DATA TO PROCESS
-- -- --

use std::collections::BTreeMap;

use crate::model::PartKey;

/// Most recent occupant of each indentation level during a forward scan.
///
/// Occupants come in two kinds: recognized parents, which later deeper rows
/// can resolve through `parent_of`, and opaque rows, which hold the level
/// (overwriting a sibling, invalidating deeper levels) without ever acting
/// as a parent. Recording at level L purges every occupant strictly deeper
/// than L — once indentation moves back up, the old deeper context is stale
/// and must not capture later rows that return to that depth.
#[derive(Debug, Default)]
pub struct LevelTracker {
    occupants: BTreeMap<u32, Occupant>,
}

#[derive(Debug, Clone, PartialEq, Eq)]
enum Occupant {
    Parent(PartKey),
    Opaque,
}

impl LevelTracker {
    pub fn new() -> Self {
        Self::default()
    }

    /// Record a resolvable parent at `level`.
    pub fn record_parent(&mut self, level: u32, key: PartKey) {
        self.truncate_deeper(level);
        self.occupants.insert(level, Occupant::Parent(key));
    }

    /// Occupy `level` without becoming resolvable.
    pub fn record_opaque(&mut self, level: u32) {
        self.truncate_deeper(level);
        self.occupants.insert(level, Occupant::Opaque);
    }

    /// Structural parent for a row at `level`: the resolvable occupant one
    /// level up. `level` 0 has no parent by construction.
    pub fn parent_of(&self, level: u32) -> Option<&PartKey> {
        let above = level.checked_sub(1)?;
        match self.occupants.get(&above) {
            Some(Occupant::Parent(key)) => Some(key),
            _ => None,
        }
    }

    fn truncate_deeper(&mut self, level: u32) {
        self.occupants.retain(|&l, _| l <= level);
    }
}

#[cfg(test)]
mod tests {
    use super::*;

    fn key(s: &str) -> PartKey {
        PartKey::parse(s).unwrap()
    }

    #[test]
    fn resolves_one_level_up() {
        let mut t = LevelTracker::new();
        t.record_parent(0, key("P0"));
        t.record_parent(1, key("P1"));
        assert_eq!(t.parent_of(1), Some(&key("P0")));
        assert_eq!(t.parent_of(2), Some(&key("P1")));
    }

    #[test]
    fn level_zero_has_no_parent() {
        let mut t = LevelTracker::new();
        t.record_parent(0, key("P0"));
        assert_eq!(t.parent_of(0), None);
    }

    #[test]
    fn recording_purges_stale_deeper_levels() {
        let mut t = LevelTracker::new();
        t.record_parent(1, key("A"));
        t.record_parent(2, key("B"));
        t.record_parent(3, key("C"));
        t.record_parent(1, key("D"));

        // old occupants at 2 and 3 are gone
        assert_eq!(t.parent_of(3), None);
        assert_eq!(t.parent_of(4), None);
        // level 2 resolves through the fresh level-1 occupant, never "A"
        assert_eq!(t.parent_of(2), Some(&key("D")));
    }

    #[test]
    fn opaque_rows_hold_but_do_not_resolve() {
        let mut t = LevelTracker::new();
        t.record_parent(1, key("A"));
        t.record_opaque(1);
        assert_eq!(t.parent_of(2), None);
    }

    #[test]
    fn opaque_rows_still_invalidate_deeper_levels() {
        let mut t = LevelTracker::new();
        t.record_parent(1, key("A"));
        t.record_parent(2, key("B"));
        t.record_opaque(1);
        assert_eq!(t.parent_of(3), None);
    }

    #[test]
    fn level_jump_leaves_a_gap() {
        let mut t = LevelTracker::new();
        t.record_parent(1, key("A"));
        // next row arrives at level 3; level 2 was never recorded
        assert_eq!(t.parent_of(3), None);
    }

    #[test]
    fn same_level_sibling_overwrites() {
        let mut t = LevelTracker::new();
        t.record_parent(1, key("A"));
        t.record_parent(1, key("B"));
        assert_eq!(t.parent_of(2), Some(&key("B")));
    }
}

-- -- --

TASK TO COMPLETE
Where does the string "Some" appear in the records above? Show every line that holds it.

EXERCISE ANSWER
            Some(Occupant::Parent(key)) => Some(key),
        assert_eq!(t.parent_of(1), Some(&key("P0")));
        assert_eq!(t.parent_of(2), Some(&key("P1")));
        assert_eq!(t.parent_of(2), Some(&key("D")));
        assert_eq!(t.parent_of(2), Some(&key("B")));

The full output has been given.